GDPR Data Subject Rights

GDPR puts all of us in control of our personal data, which is one of the great benefits of the regulation. Whenever organisation process our personal data, GDPR gives us a set of rights we can call upon. You are no longer powerless, you can exercise those rights at any time.

From the perspective of the organisations using the personal data of individuals, they need to ensure they inform individuals about their rights and at the same time implement the appropriate processes to ensure they can swiftly exercise the individual’s rights.

A list of the rights that GDPR mandates:

1. Right to be informed

Individuals have the right to be informed of what personal data is being processed, why an how in a manner that is concise, transparent using clear and plain language. In short, organisations need to make available a privacy policy document that meets those requirements. GDPRWise can help out here of course as it offers you to generate a compliant privacy policy.

2. Right to withdraw consent 

Individuals have the right to withdraw priorly given consent to the processing at any time. Organisations need to provide individuals the ability to withdraw consent for any of the processing and action just withdrawal without undue delay.

3. Right to object

Individuals have the right to object to the processing of their personal information where organisations are relying on a legitimate interest (or those of a third party) and there is something about the individual’s particular situation which makes the individual want to object to processing on this ground. Individuals also have the right to object where organisations are processing their personal information for direct marketing purposes.

4. Right to access

Individuals have the right to see what data organisations hold on them and not only receive a copy of the personal information that is being held on them but also a description of the purpose for which the data is being used, the envisaged data retention period for the data and the recipients or categories of recipient to whom the personal data have been or will be disclosed, in particular recipients in third countries or international organisations. Where personal data are transferred to a third country or to an international organisation, the individual shall have the right to be informed of the appropriate safeguards put in place to guarantee de privacy & security of his personal data.

5. Right to rectification

Individuals have the right to request correction of the personal information organisations hold on them. Organisations are bound to comply without undue delay.

6. Right to erasure

Individuals have the right request erasure of their personal information. Organisations are bound to comply without undue delay if there never was, or no longer is, a sound justification for them to process it and there are no legal obligations for the organisation to retain the data e.g. requirement to keep accounting records, pending legal action etc.

7. Right to restrict processing

Individuals have the right to request the restriction of processing of their personal information. This enables individuals to ask organisations to suspend the processing of personal information about you, for example, if you want to establish its accuracy or the reason for processing it.

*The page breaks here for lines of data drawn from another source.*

//! Ingestion pipeline for the trilingual dictionary store.
//!
//! The parsers, ranking heuristics, store and sentence linker live in
//! `tridict-core`; this crate wires them into a full rebuild and installs the
//! log subscriber.

pub mod pipeline;
pub mod trace_init;

pub use pipeline::{build, staging_path, BuildOptions, BuildReport, PipelineError, SourcePaths};
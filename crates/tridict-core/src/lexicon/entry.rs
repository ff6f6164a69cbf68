use std::collections::HashMap;

use super::{HskLevel, JlptLevel};

/// Word-level fields of a Japanese entry, as stored in `japanese_words`.
#[derive(Debug, Clone, PartialEq, Eq)]
pub struct JapaneseWord {
    pub headword: String,
    /// Kana reading. Equal to `headword` for kana-only entries.
    pub reading: String,
    pub is_common: bool,
    pub frequency_rank: Option<u32>,
    pub jlpt_level: Option<JlptLevel>,
    pub stroke_count: Option<u32>,
}

/// One sense: its glosses joined with `"; "` and the leading part of speech.
#[derive(Debug, Clone, PartialEq, Eq)]
pub struct JapaneseDefinition {
    pub gloss: String,
    pub pos: Option<String>,
}

#[derive(Debug, Clone, PartialEq, Eq)]
pub struct JapaneseEntry {
    pub word: JapaneseWord,
    pub definitions: Vec<JapaneseDefinition>,
}

/// Word-level fields of a Chinese entry, as stored in `chinese_words`.
#[derive(Debug, Clone, PartialEq, Eq)]
pub struct ChineseWord {
    pub simplified: String,
    pub traditional: String,
    /// Pinyin exactly as written in the source (`"mao1"`, `"xue2 xiao4"`).
    pub pinyin: String,
    pub is_common: bool,
    pub frequency_rank: Option<u32>,
    pub hsk_level: Option<HskLevel>,
    /// Placeholder estimate, never null.
    pub stroke_count: u32,
}

#[derive(Debug, Clone, PartialEq, Eq)]
pub struct ChineseEntry {
    pub word: ChineseWord,
    /// One gloss per definition row.
    pub definitions: Vec<String>,
}

/// KANJIDIC2 data for a single character.
#[derive(Debug, Clone, Copy, Default, PartialEq, Eq)]
pub struct KanjiInfo {
    pub stroke_count: Option<u32>,
    pub grade: Option<u8>,
}

/// Character literal → kanji data.
pub type KanjiMap = HashMap<String, KanjiInfo>;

8. Right to data portability

Individuals have the right to receive their personal data in a structured, commonly used and machine-readable format and have transmitted those data to another data controller.

9. Right to object to automated individual decision-making

Individuals have the right to object to a decision based solely on automated processing, including profiling. Examples an automated decision to award or reject a loan, an automated recruitment aptitude test which uses specific algorithm. This is a more complex topic and not often relevant for small & medium-sized firms. If you believe you are offering automated decision-making processes do seek expert advice.